O tema do assédio não se fica por aqui. Kate Beaton vai mais longe, ao chamado “assédio pesado”, e retrata-nos duas violações de que é vítima por parte de colegas. Estava embriagada, sim. Mas, na hora da verdade, a sua mente e o seu corpo disseram-lhe que não queria envolver-se sexualmente com aquelas pessoas. E referiu que não queria avançar no ato. Mas os homens com quem estava naqueles momentos não quiseram saber disso. Aqui o relato torna-se, expetavelmente, mais chocante, deixando o leitor com um nó na garganta. E o trabalho narrativo-visual da autora nestes dois momentos é muito bem conseguido, procurando não ser gráfico, mas sim deixar nas entrelinhas, naquilo que não é dito nem é desenhado, o drama vivido. Além de que não é todos os dias que vemos um autor a contar na primeira pessoa um trauma semelhante a este. Tiro o chapéu à forma corajosa com que a autora se expõe em Patos.

Patos - Dois Anos nas Areias Petrolíferas, de Kate Beaton - Relógio D' Água
De resto, e falando da história, vão-nos sendo dados vários momentos do dia-a-dia da autora. Em termos de narrativa, não gostei muito que a história avançasse, de vez em quando, em saltos temporais, sem mais nem menos. Pareceu-me algo abrupto. Não é grave, mas esses saltos temporais poderiam ser dados de forma mais orgânica.

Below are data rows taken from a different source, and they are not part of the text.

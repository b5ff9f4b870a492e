//! Laws the patch engine and codec must satisfy for every kind of edit a
//! client or the remote party can make.

use nbsync_core::{
    apply_notebook, decode_frame, diff_notebook, encode_frame, BondValue, CellResult, Notebook,
    TypedArray, Value,
};
use serde_json::json;

fn base() -> Notebook {
    let mut nb = Notebook::new("law-nb");
    nb.path = "/home/user/law.jl".into();
    nb.insert_cell(0, "A", "a = 1");
    nb.insert_cell(1, "B", "b = a + 1");
    nb.insert_cell(2, "C", "@bind x Slider(1:10)");
    nb.cell_results.insert(
        "A".into(),
        CellResult {
            cell_id: "A".into(),
            output: Value::from("1"),
            runtime: Some(42),
            ..CellResult::default()
        },
    );
    nb.bonds.insert("x".into(), BondValue::new(3));
    nb.metadata
        .insert("frontmatter".into(), Value::from(json!({"title": "Laws"})));
    nb
}

type Mutator = fn(&mut Notebook);

fn mutators() -> [(&'static str, Mutator); 11] {
    let list: [(&'static str, Mutator); 11] = [
        ("noop", |_| {}),
        ("edit code", |nb| {
            nb.cell_inputs.get_mut("A").unwrap().code = "a = 2".into();
        }),
        ("fold", |nb| {
            nb.cell_inputs.get_mut("B").unwrap().code_folded = true;
        }),
        ("reorder", |nb| {
            nb.move_cell("C", 0);
        }),
        ("add cell", |nb| {
            nb.add_cell("d = 4");
        }),
        ("delete cell", |nb| {
            nb.delete_cell("B");
        }),
        ("bond change", |nb| {
            nb.bonds.insert("x".into(), BondValue::new(7));
        }),
        ("bond removal", |nb| {
            nb.bonds.clear();
        }),
        ("binary output", |nb| {
            nb.cell_results.get_mut("A").unwrap().output =
                Value::Typed(TypedArray::F32(vec![0.5, 1.5]));
        }),
        ("metadata", |nb| {
            nb.metadata.remove("frontmatter");
            nb.metadata.insert("disabled".into(), Value::Bool(true));
        }),
        ("everything", |nb| {
            nb.path = "/elsewhere.jl".into();
            nb.cell_order.reverse();
            nb.bonds.insert("y".into(), BondValue::new("on"));
            nb.extra.insert("nbpkg".into(), Value::from(json!({"enabled": true})));
        }),
    ];
    list
}

#[test]
fn test_inverse_law_for_every_mutator() {
    let s = base();
    for (name, f) in mutators() {
        let d = diff_notebook(&s, f).unwrap();
        let forward = apply_notebook(&s, &d.patch).unwrap();
        assert_eq!(forward, d.snapshot, "forward mismatch for {name}");
        let back = apply_notebook(&forward, &d.inverse).unwrap();
        assert_eq!(back, s, "inverse law broken for {name}");
    }
}

#[test]
fn test_noop_mutator_yields_empty_patch() {
    let d = diff_notebook(&base(), |_| {}).unwrap();
    assert!(d.patch.is_empty());
    assert!(d.inverse.is_empty());
}

#[test]
fn test_reorder_is_a_single_whole_value_replace() {
    let d = diff_notebook(&base(), |nb| {
        nb.move_cell("A", 2);
    })
    .unwrap();
    assert_eq!(d.patch.len(), 1);
    assert_eq!(d.patch.ops[0].path(), ["cell_order".to_string()]);
}

#[test]
fn test_patches_survive_the_wire() {
    let s = base();
    for (name, f) in mutators() {
        let d = diff_notebook(&s, f).unwrap();
        let frame = encode_frame(&d.patch.to_value()).unwrap();
        let decoded: Value = decode_frame(&frame).unwrap();
        let patch = nbsync_core::Patch::from_value(&decoded).unwrap();
        assert_eq!(patch, d.patch, "wire roundtrip changed patch for {name}");
    }
}

#[test]
fn test_notebook_value_roundtrips_through_codec() {
    let v = base().to_value();
    let frame = encode_frame(&v).unwrap();
    let back: Value = decode_frame(&frame).unwrap();
    assert_eq!(Notebook::from_value(&back).unwrap(), base());
}
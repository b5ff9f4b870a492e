//! # nbsync-client — Notebook synchronization client
//!
//! Keeps a local copy of a notebook consistent with an authoritative remote
//! party over an unreliable, reconnecting transport, while local edits show up
//! immediately.
//!
//! ## Architecture
//!
//! ```text
//!  NotebookClient::update_notebook(f)
//!        │  UpdateSequencer (FIFO) ─ IdleGate / BondBuffer
//!        ▼
//!  diff_notebook ──patch──► Session ──► Correlator ──► Channel ──► Transport
//!                              ▲                          │
//!  apply_notebook ◄─ OrderingGuard ◄─ SessionHandler ◄── Supervisor
//! ```
//!
//! ## Modules
//!
//! - [`transport`] — the `Transport` interface; [`websocket`], [`memory`] and
//!   [`loopback`] implement it
//! - [`channel`] — open/send/receive with a grace period before failing
//! - [`correlator`] — request ids, reply matching, unrequested updates
//! - `supervisor` — reconnection loop and connection status
//! - [`session`] — per-`open()` session object and its callbacks
//! - [`client`] — `NotebookClient`: optimistic updates, inbound diffs, resync
//! - [`ordering`], [`idle`], [`sequencer`] — the consistency rules

pub mod channel;
pub mod client;
pub mod config;
pub mod correlator;
pub mod error;
pub mod idle;
pub mod loopback;
pub mod memory;
pub mod ordering;
pub mod protocol;
pub mod sequencer;
pub mod session;
mod supervisor;
pub mod transport;
pub mod websocket;

pub use client::{NotebookClient, UpdateOutcome};
pub use config::{ClientConfig, RejectionPolicy};
pub use correlator::PendingReply;
pub use error::{ClientError, TransportError};
pub use loopback::LoopbackTransport;
pub use memory::{MemoryTransport, RemotePeer};
pub use protocol::{Envelope, MessageType, RouteMetadata};
pub use session::{ConnectionStatus, Session, SessionHandler};
pub use transport::{Connection, SocketState, Transport};
pub use websocket::WebSocketTransport;
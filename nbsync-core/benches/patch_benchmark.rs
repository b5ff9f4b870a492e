use criterion::{black_box, criterion_group, criterion_main, Criterion};
use nbsync_core::{
    apply_notebook, decode_frame, diff_notebook, encode_frame, BondValue, CellResult, Notebook,
    Value,
};

/// Notebook with `cells` cells, each with a small result.
fn notebook(cells: usize) -> Notebook {
    let mut nb = Notebook::new("bench");
    for i in 0..cells {
        let id = format!("cell-{i}");
        nb.insert_cell(i, id.clone(), format!("x{i} = {i} + 1"));
        nb.cell_results.insert(
            id.clone(),
            CellResult {
                cell_id: id,
                output: Value::from(format!("{}", i + 1)),
                runtime: Some(1_000),
                ..CellResult::default()
            },
        );
    }
    nb.bonds.insert("slider".into(), BondValue::new(1));
    nb
}

fn bench_diff_single_edit(c: &mut Criterion) {
    let nb = notebook(200);
    c.bench_function("diff_single_code_edit_200_cells", |b| {
        b.iter(|| {
            let d = diff_notebook(black_box(&nb), |n| {
                if let Some(input) = n.cell_inputs.get_mut("cell-100") {
                    input.code = "x100 = 0".into();
                }
            })
            .unwrap();
            black_box(d.patch);
        })
    });
}

fn bench_apply_bond_patch(c: &mut Criterion) {
    let nb = notebook(200);
    let d = diff_notebook(&nb, |n| {
        n.bonds.insert("slider".into(), BondValue::new(2));
    })
    .unwrap();
    c.bench_function("apply_bond_patch_200_cells", |b| {
        b.iter(|| black_box(apply_notebook(black_box(&nb), black_box(&d.patch)).unwrap()))
    });
}

fn bench_frame_roundtrip(c: &mut Criterion) {
    let v = notebook(200).to_value();
    c.bench_function("frame_roundtrip_200_cells", |b| {
        b.iter(|| {
            let frame = encode_frame(black_box(&v)).unwrap();
            black_box(decode_frame::<Value>(&frame).unwrap());
        })
    });
}

criterion_group!(
    benches,
    bench_diff_single_edit,
    bench_apply_bond_patch,
    bench_frame_roundtrip
);
criterion_main!(benches);
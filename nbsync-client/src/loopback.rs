//! Local execution stub.
//!
//! An in-process authoritative party for running the client without a server:
//! it keeps the canonical notebook, applies submitted patches to it,
//! acknowledges them, answers resync requests and broadcasts every committed
//! change to the other connected clients. It never executes code; cell results
//! only change through [`LoopbackTransport::update`].

use std::sync::Arc;

use async_trait::async_trait;
use nbsync_core::{apply_notebook, diff_notebook, ensure_client_writable, Notebook, Patch, PatchError, Value};
use tokio::sync::{mpsc, Mutex};

use crate::error::TransportError;
use crate::protocol::{
    updates_from_body, Envelope, MessageType, NotebookDiff, RouteMetadata, SharedState, UpdateAck,
};
use crate::transport::{pipe, Connection, RemoteEnd, SocketState, Transport};

/// Sender id of the stub.
pub const LOOPBACK_ID: &str = "loopback";

#[derive(Clone)]
pub struct LoopbackTransport {
    authority: Arc<Mutex<Authority>>,
}

struct Peer {
    client_id: String,
    to_client: mpsc::UnboundedSender<Vec<u8>>,
}

struct Authority {
    notebook: Notebook,
    counter: u64,
    peers: Vec<Peer>,
}

impl LoopbackTransport {
    pub fn new(notebook: Notebook) -> Self {
        Self {
            authority: Arc::new(Mutex::new(Authority {
                notebook,
                counter: 0,
                peers: Vec::new(),
            })),
        }
    }

    /// Canonical notebook.
    pub async fn notebook(&self) -> Notebook {
        self.authority.lock().await.notebook.clone()
    }

    pub async fn counter(&self) -> u64 {
        self.authority.lock().await.counter
    }

    /// Change the canonical notebook and broadcast the diff to every client,
    /// the way a remote recomputation would. Returns the new counter.
    pub async fn update<F>(&self, mutate: F) -> Result<u64, PatchError>
    where
        F: FnOnce(&mut Notebook),
    {
        let mut authority = self.authority.lock().await;
        let change = diff_notebook(&authority.notebook, mutate)?;
        if !change.patch.is_empty() {
            authority.commit(change.snapshot, change.patch, None);
        }
        Ok(authority.counter)
    }
}

#[async_trait]
impl Transport for LoopbackTransport {
    async fn connect(&self, address: &str) -> Result<Connection, TransportError> {
        log::debug!("Loopback connection for {address}");
        let (connection, end) = pipe(SocketState::Open);
        tokio::spawn(serve(self.authority.clone(), end));
        Ok(connection)
    }
}

async fn serve(authority: Arc<Mutex<Authority>>, mut end: RemoteEnd) {
    while let Some(frame) = end.from_client.recv().await {
        let request = match Envelope::decode(&frame) {
            Ok(request) => request,
            Err(e) => {
                log::warn!("Loopback closing connection after corrupt frame: {e}");
                break;
            }
        };
        let body = authority.lock().await.handle(&request, &end.to_client);
        let (Some(body), Some(_)) = (body, request.request_id.as_ref()) else {
            continue;
        };
        match Envelope::reply(&request, LOOPBACK_ID, body).encode() {
            Ok(reply) => {
                if end.to_client.send(reply).is_err() {
                    break;
                }
            }
            Err(e) => log::error!("Loopback failed to encode reply: {e}"),
        }
    }
    end.state.send_replace(SocketState::Closed);
}

impl Authority {
    /// Reply body for `request`, if it has one.
    fn handle(&mut self, request: &Envelope, to_client: &mpsc::UnboundedSender<Vec<u8>>) -> Option<Value> {
        match request.msg_type {
            MessageType::Connect => {
                self.peers.retain(|p| p.client_id != request.client_id);
                self.peers.push(Peer {
                    client_id: request.client_id.clone(),
                    to_client: to_client.clone(),
                });
                Some(Value::map_from([(
                    "notebook_id",
                    Value::from(self.notebook.notebook_id.as_str()),
                )]))
            }
            MessageType::ResetSharedState => Some(
                SharedState {
                    notebook: self.notebook.clone(),
                    counter: self.counter,
                }
                .to_body(),
            ),
            MessageType::UpdateNotebook => Some(self.submit(request).to_body()),
            MessageType::RunMultipleCells => Some(Value::map()),
            MessageType::Ping
            | MessageType::Pong
            | MessageType::InterruptAll
            | MessageType::NotebookDiff => None,
        }
    }

    fn submit(&mut self, request: &Envelope) -> UpdateAck {
        if let Some(id) = request.notebook_id.as_deref() {
            if id != self.notebook.notebook_id {
                return UpdateAck::rejected(format!("unknown notebook {id}"));
            }
        }
        let result = updates_from_body(&request.body)
            .and_then(|patch| Ok(ensure_client_writable(&patch).map(|_| patch)?))
            .and_then(|patch| Ok((apply_notebook(&self.notebook, &patch)?, patch)));
        match result {
            Ok((next, patch)) => {
                self.commit(next, patch, Some(&request.client_id));
                UpdateAck::accepted()
            }
            Err(e) => {
                log::debug!("Loopback refusing update from {}: {e}", request.client_id);
                UpdateAck::rejected(e.to_string())
            }
        }
    }

    /// Make `next` canonical and tell everyone but the initiator.
    fn commit(&mut self, next: Notebook, patch: Patch, initiator: Option<&str>) {
        self.notebook = next;
        self.counter += 1;

        let body = NotebookDiff {
            counter: self.counter,
            patch,
        }
        .to_body();
        let route = RouteMetadata::notebook(self.notebook.notebook_id.clone());
        let frame = match Envelope::broadcast(MessageType::NotebookDiff, LOOPBACK_ID, initiator, body)
            .with_route(&route)
            .encode()
        {
            Ok(frame) => frame,
            Err(e) => {
                log::error!("Loopback failed to encode diff: {e}");
                return;
            }
        };

        self.peers.retain(|p| !p.to_client.is_closed());
        for peer in &self.peers {
            if Some(peer.client_id.as_str()) == initiator {
                continue;
            }
            let _ = peer.to_client.send(frame.clone());
        }
    }
}
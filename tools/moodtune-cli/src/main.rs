//! MoodTune CLI — Emotion detection and playlist recommendation.
//!
//! Usage:
//!   moodtune detect <CAPTURE>      Run a session over a recorded capture
//!   moodtune classify <CAPTURE>    Per-frame labels only, no verdict
//!   moodtune recommend <EMOTION>   Recommendation lookup alone
//!   moodtune check                 Check configuration and credentials

use std::path::PathBuf;

use clap::{Parser, Subcommand};

mod commands;

#[derive(Parser)]
#[command(
    name = "moodtune",
    about = "Emotion-aware playlist recommendation from landmark captures",
    version,
    author
)]
struct Cli {
    /// Enable verbose logging
    #[arg(short, long, global = true)]
    verbose: bool,

    /// Path to the classifier artifact (overrides configuration)
    #[arg(short, long, global = true)]
    model: Option<PathBuf>,

    #[command(subcommand)]
    command: Commands,
}

#[derive(Subcommand)]
enum Commands {
    /// Run a full session over a recorded capture stream
    Detect {
        /// Path to the capture stream (JSONL)
        capture: PathBuf,

        /// Session window duration in seconds
        #[arg(long)]
        duration: Option<f64>,

        /// Skip the live catalog search
        #[arg(long)]
        no_search: bool,

        /// Maximum catalog playlists to fetch
        #[arg(long)]
        limit: Option<usize>,
    },

    /// Print per-frame labels without a session verdict
    Classify {
        /// Path to the capture stream (JSONL)
        capture: PathBuf,
    },

    /// Look up the recommendation for an emotion label
    Recommend {
        /// Emotion label (case-insensitive; unknown maps to neutral)
        emotion: String,

        /// Skip the live catalog search
        #[arg(long)]
        no_search: bool,

        /// Maximum catalog playlists to fetch
        #[arg(long)]
        limit: Option<usize>,
    },

    /// Check configuration, model artifact, and credentials
    Check,
}

fn main() -> anyhow::Result<()> {
    let cli = Cli::parse();

    let (mut config, load_error) = match moodtune_common::config::AppConfig::try_load() {
        Ok(Some(config)) => (config, None),
        Ok(None) => (moodtune_common::config::AppConfig::default(), None),
        Err(e) => (moodtune_common::config::AppConfig::default(), Some(e)),
    };
    if cli.verbose {
        config.logging.level = "debug".to_string();
    }
    moodtune_common::logging::init_logging(&config.logging);
    if let Some(e) = load_error {
        tracing::warn!("Ignoring config file: {e}");
    }
    if let Some(model) = cli.model {
        config.model_path = model;
    }

    match cli.command {
        Commands::Detect {
            capture,
            duration,
            no_search,
            limit,
        } => commands::detect::run(&config, capture, duration, no_search, limit),
        Commands::Classify { capture } => commands::classify::run(&config, capture),
        Commands::Recommend {
            emotion,
            no_search,
            limit,
        } => commands::recommend::run(&config, &emotion, no_search, limit),
        Commands::Check => commands::check::run(&config),
    }
}
//! The fixed emotion-to-theme table.
//!
//! Immutable reference data: one entry per vocabulary label, plus the
//! catalog search phrase used to enrich it with live results.

use serde::Serialize;

use moodtune_emotion_model::label::Emotion;

/// A curated playlist theme descriptor.
#[derive(Debug, Clone, Copy, PartialEq, Serialize)]
pub struct PlaylistTheme {
    pub name: &'static str,
    pub description: &'static str,
    /// Mood energy in [0, 1].
    pub energy: f32,
    /// Mood valence (positivity) in [0, 1].
    pub valence: f32,
}

impl PlaylistTheme {
    /// Total lookup: every vocabulary member has exactly one theme.
    pub fn for_emotion(emotion: Emotion) -> PlaylistTheme {
        match emotion {
            Emotion::Happy => PlaylistTheme {
                name: "Feel Good Vibes",
                description: "Upbeat songs to match your joyful mood",
                energy: 0.8,
                valence: 0.9,
            },
            Emotion::Neutral => PlaylistTheme {
                name: "Focus & Flow",
                description: "Balanced tracks for any activity",
                energy: 0.5,
                valence: 0.5,
            },
            Emotion::Surprise => PlaylistTheme {
                name: "Curiosity & Wonder",
                description: "Intriguing tracks for unexpected moments",
                energy: 0.7,
                valence: 0.8,
            },
            Emotion::Rock => PlaylistTheme {
                name: "Rock On!",
                description: "High-energy rock music to boost your mood",
                energy: 0.9,
                valence: 0.7,
            },
            Emotion::Angry => PlaylistTheme {
                name: "Calm Down & Relax",
                description: "Soothing tracks to ease frustration",
                energy: 0.3,
                valence: 0.4,
            },
            Emotion::Sad => PlaylistTheme {
                name: "Gentle Comfort",
                description: "Understanding songs for difficult moments",
                energy: 0.2,
                valence: 0.3,
            },
        }
    }

    /// Lookup from a raw label string: case-insensitive, unknown or empty
    /// input maps to the neutral entry.
    pub fn for_raw_label(raw: &str) -> PlaylistTheme {
        Self::for_emotion(Emotion::parse_or_neutral(raw))
    }
}

/// Catalog search phrase for an emotion.
pub fn search_phrase(emotion: Emotion) -> &'static str {
    match emotion {
        Emotion::Happy => "happy upbeat feel good",
        Emotion::Neutral => "focus concentration",
        Emotion::Surprise => "eclectic surprising",
        Emotion::Rock => "classic rock hard rock",
        Emotion::Angry => "calm relaxing",
        Emotion::Sad => "sad melancholic",
    }
}
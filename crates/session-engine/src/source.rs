//! Acquisition and estimation seams.
//!
//! The engine never talks to a camera or an estimator library directly.
//! It consumes a [`LandmarkFeed`]: acquisition and landmark estimation
//! composed behind one trait. A live deployment wraps its camera and
//! estimator in [`EstimatorFeed`]; offline runs replay a recorded capture
//! stream through [`ReplayFeed`].

use std::path::Path;

use moodtune_common::error::MoodtuneResult;
use moodtune_emotion_model::capture::{CaptureFrame, CaptureStream};
use moodtune_emotion_model::landmark::LandmarkSet;

/// A raw image frame in a fixed RGB8 layout.
#[derive(Debug, Clone)]
pub struct Frame {
    /// Zero-based frame index within the stream.
    pub index: u64,

    /// Milliseconds since acquisition start.
    pub timestamp_ms: u64,

    pub width: u32,
    pub height: u32,

    /// Packed RGB8 pixel data, `width * height * 3` bytes.
    pub pixels: Vec<u8>,
}

/// An abstract "next frame" provider.
///
/// `Ok(None)` signals end of stream. The source holds a scoped device
/// handle and must be released exactly once when the session is done
/// with it, on every exit path.
pub trait FrameSource {
    fn next_frame(&mut self) -> MoodtuneResult<Option<Frame>>;

    /// Release the underlying device.
    fn release(&mut self);
}

/// The external landmark estimation capability, consumed as a function
/// from frame to point collections.
pub trait LandmarkEstimator {
    fn estimate(&mut self, frame: &Frame) -> MoodtuneResult<LandmarkSet>;
}

/// Acquisition and estimation composed: yields per-frame landmark sets
/// until the underlying source is exhausted.
pub trait LandmarkFeed {
    fn next_frame(&mut self) -> MoodtuneResult<Option<CaptureFrame>>;

    /// Release the underlying acquisition resource.
    fn release(&mut self);
}

/// Composes a [`FrameSource`] and a [`LandmarkEstimator`] into a feed —
/// the live-camera path.
pub struct EstimatorFeed<S: FrameSource, E: LandmarkEstimator> {
    source: S,
    estimator: E,
}

impl<S: FrameSource, E: LandmarkEstimator> EstimatorFeed<S, E> {
    pub fn new(source: S, estimator: E) -> Self {
        Self { source, estimator }
    }
}

impl<S: FrameSource, E: LandmarkEstimator> LandmarkFeed for EstimatorFeed<S, E> {
    fn next_frame(&mut self) -> MoodtuneResult<Option<CaptureFrame>> {
        let Some(frame) = self.source.next_frame()? else {
            return Ok(None);
        };
        let landmarks = self.estimator.estimate(&frame)?;
        Ok(Some(CaptureFrame {
            index: frame.index,
            timestamp_ms: frame.timestamp_ms,
            landmarks,
        }))
    }

    fn release(&mut self) {
        self.source.release();
    }
}

/// Replays a recorded capture stream — the offline acquisition path.
pub struct ReplayFeed {
    frames: std::vec::IntoIter<CaptureFrame>,
    source: String,
}

impl ReplayFeed {
    /// Build a feed from a loaded capture stream.
    pub fn new(stream: CaptureStream) -> Self {
        Self {
            source: stream.header.source,
            frames: stream.frames.into_iter(),
        }
    }

    /// Load a capture stream from disk and wrap it in a feed.
    pub fn open(path: &Path) -> MoodtuneResult<Self> {
        Ok(Self::new(CaptureStream::read(path)?))
    }

    /// Description of the recorded acquisition source.
    pub fn source(&self) -> &str {
        &self.source
    }
}

impl LandmarkFeed for ReplayFeed {
    fn next_frame(&mut self) -> MoodtuneResult<Option<CaptureFrame>> {
        Ok(self.frames.next())
    }

    fn release(&mut self) {
        tracing::debug!(source = %self.source, "Replay feed released");
    }
}
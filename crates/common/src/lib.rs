//! MoodTune Common Utilities
//!
//! Shared infrastructure for all MoodTune crates:
//! - Error types and result aliases
//! - Session clock for the bounded capture window
//! - Tracing/logging initialization
//! - Configuration and credential loading

pub mod clock;
pub mod config;
pub mod error;
pub mod logging;

pub use clock::*;
pub use config::*;
pub use error::*;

Falando nos desenhos, o trabalho de Kate Beaton não me deixou especialmente cativado, embora tenhamos que admitir que as ilustrações que nos são dadas têm a eficiência necessária para contar a história. Contudo, devo admitir que como são várias as personagens com quem Kate se vai cruzando ao longo da sua estadia de mais de dois anos nas areias petrolíferas, por vezes torna-se difícil para o leitor perceber que personagem é aquela, dado que todas elas são tão semelhantes, talvez pelo facto de a autora não dispor da capacidade de, visualmente falando, conseguir diferenciar suficientemente bem as várias personagens com o seu desenho simples, “cartoonesco” e linear. Talvez até seja por isso que, no início de cada capítulo, a autora nos presenteia com uma página com uma legenda de “quem é quem” no capítulo que se segue.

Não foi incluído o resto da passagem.